Schwerpunkte
1. Aufbau bzw. Weiterentwicklung einer Anlaufstelle vor Ort mit „Kümmerer“-, Vernetzungs-, Beratungs- und Vermittlungsfunktionen, 2. Aktivierung und Unterstützung von Selbstorganisation und Beteiligung, Förderung von Selbsthilfepotenzialen und Partizipation, 3. Förderung von Kommunikation, Vernetzung und Kooperation durch den Auf- und Ausbau bzw. die Umsetzung geeigneter Kooperationsstrukturen mit Wohlfahrtsverbänden, Kirchen, Sportvereinen, anderen zivilgesellschaftlichen Akteuren und der Gemeinde,
Nachhaltigkeit
Innerhalb des 3-jährigen Förderzeitraums werden die Weichen für 2030 gestellt und das Fundament für ein gemeinsames Altwerden gebaut sein.

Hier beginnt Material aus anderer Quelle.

//! Job definitions.
//!
//! A job is either a leaf [`Service`] that does device work through a driver,
//! or a [`Workflow`] that sequences other jobs. Both share identity, targets
//! and layout positions; behavior is selected by matching on [`JobKind`].

use serde::{Deserialize, Serialize};
use serde_json::{json, Map, Value};
use std::collections::BTreeMap;
use std::fmt;

use super::types::{DeviceId, JobId, PoolId};
use super::workflow::Workflow;

/// Execution status of a job.
#[derive(Debug, Clone, Copy, Default, PartialEq, Eq, Serialize, Deserialize)]
pub enum JobStatus {
    #[default]
    Idle,
    Running,
}

impl fmt::Display for JobStatus {
    fn fmt(&self, f: &mut fmt::Formatter<'_>) -> fmt::Result {
        match self {
            Self::Idle => write!(f, "Idle"),
            Self::Running => write!(f, "Running"),
        }
    }
}

/// Discriminant of [`JobKind`], usable without the payload.
#[derive(Debug, Clone, Copy, PartialEq, Eq, Hash, Serialize, Deserialize)]
pub enum JobType {
    Service,
    Workflow,
}

impl fmt::Display for JobType {
    fn fmt(&self, f: &mut fmt::Formatter<'_>) -> fmt::Result {
        match self {
            Self::Service => write!(f, "Service"),
            Self::Workflow => write!(f, "Workflow"),
        }
    }
}

/// A leaf job executed through a device driver.
#[derive(Debug, Clone, PartialEq, Serialize, Deserialize)]
pub struct Service {
    /// Name of the driver in the driver registry.
    pub driver: String,
    /// Command template; `{name}`, `{ip_address}` and `{runtime}` are substituted.
    #[serde(default, skip_serializing_if = "Option::is_none")]
    pub command: Option<String>,
    /// Run once without a device instead of once per target.
    #[serde(default)]
    pub deviceless: bool,
    /// Static parameters handed to the driver.
    #[serde(default)]
    pub parameters: Map<String, Value>,
}

impl Service {
    pub fn new(driver: impl Into<String>) -> Self {
        Self {
            driver: driver.into(),
            command: None,
            deviceless: false,
            parameters: Map::new(),
        }
    }
}

/// What a job does when it runs.
#[derive(Debug, Clone, PartialEq, Serialize, Deserialize)]
#[serde(tag = "type", rename_all = "lowercase")]
pub enum JobKind {
    Service(Service),
    Workflow(Workflow),
}

/// A runnable unit.
#[derive(Debug, Clone, PartialEq, Serialize, Deserialize)]
pub struct Job {
    pub id: JobId,
    pub name: String,
    #[serde(default)]
    pub description: String,
    pub kind: JobKind,
    /// Explicit target devices.
    #[serde(default)]
    pub devices: Vec<DeviceId>,
    /// Target pools, resolved at run time.
    #[serde(default)]
    pub pools: Vec<PoolId>,
    /// Layout position of this job in each workflow, keyed by workflow name.
    #[serde(default)]
    pub positions: BTreeMap<String, (f64, f64)>,
}

impl Job {
    /// Create a service job.
    pub fn service(id: impl Into<JobId>, name: impl Into<String>, service: Service) -> Self {
        Self::with_kind(id.into(), name.into(), JobKind::Service(service))
    }

    /// Create an empty workflow job.
    pub fn workflow(id: impl Into<JobId>, name: impl Into<String>) -> Self {
        let id = id.into();
        let workflow = Workflow::new(id.clone());
        Self::with_kind(id, name.into(), JobKind::Workflow(workflow))
    }

    fn with_kind(id: JobId, name: String, kind: JobKind) -> Self {
        Self {
            id,
            name,
            description: String::new(),
            kind,
            devices: Vec::new(),
            pools: Vec::new(),
            positions: BTreeMap::new(),
        }
    }

    pub fn with_description(mut self, description: impl Into<String>) -> Self {
        self.description = description.into();
        self
    }

    pub fn with_devices<I, D>(mut self, devices: I) -> Self
    where
        I: IntoIterator<Item = D>,
        D: Into<DeviceId>,
    {
        self.devices = devices.into_iter().map(Into::into).collect();
        self
    }

    pub fn with_pools<I, P>(mut self, pools: I) -> Self
    where
        I: IntoIterator<Item = P>,
        P: Into<PoolId>,
    {
        self.pools = pools.into_iter().map(Into::into).collect();
        self
    }

    pub fn job_type(&self) -> JobType {
        match self.kind {
            JobKind::Service(_) => JobType::Service,
            JobKind::Workflow(_) => JobType::Workflow,
        }
    }

    pub fn as_service(&self) -> Option<&Service> {
        match &self.kind {
            JobKind::Service(service) => Some(service),
            JobKind::Workflow(_) => None,
        }
    }

    pub fn as_workflow(&self) -> Option<&Workflow> {
        match &self.kind {
            JobKind::Workflow(workflow) => Some(workflow),
            JobKind::Service(_) => None,
        }
    }

    pub fn as_workflow_mut(&mut self) -> Option<&mut Workflow> {
        match &mut self.kind {
            JobKind::Workflow(workflow) => Some(workflow),
            JobKind::Service(_) => None,
        }
    }

    /// Serialized view of the job, including its current status.
    pub fn serialize(&self, status: JobStatus) -> Value {
        let mut value = serde_json::to_value(self).unwrap_or_else(|_| json!({}));
        if let Value::Object(map) = &mut value {
            map.insert("status".to_string(), json!(status));
        }
        value
    }

    /// One-line human summary.
    pub fn summary(&self, status: JobStatus) -> String {
        let detail = match &self.kind {
            JobKind::Service(service) => {
                if service.deviceless {
                    format!("driver {} (deviceless)", service.driver)
                } else {
                    format!("driver {}", service.driver)
                }
            }
            JobKind::Workflow(workflow) => format!(
                "{} jobs, {} edges",
                workflow.jobs().len(),
                workflow.edges().len()
            ),
        };
        format!(
            "{} '{}' [{}]: {}",
            self.job_type(),
            self.name,
            status,
            detail
        )
    }
}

Die Ergebnisse der Umfrage sind Grundlage der Politik. Die Kümmerer:in wird ihre Arbeit in Bezug auf das seniorengerechte Wohnen in die Hände der Genossenschaft und die Arbeit im Bürgerhaus in die Hände des Bürgervereins geben. Die lokale Anlaufstelle bleibt fester Bestandteil des Gemeinwesens und wird von der Gemeinde finanziert. Dorfentwicklung unterstützt.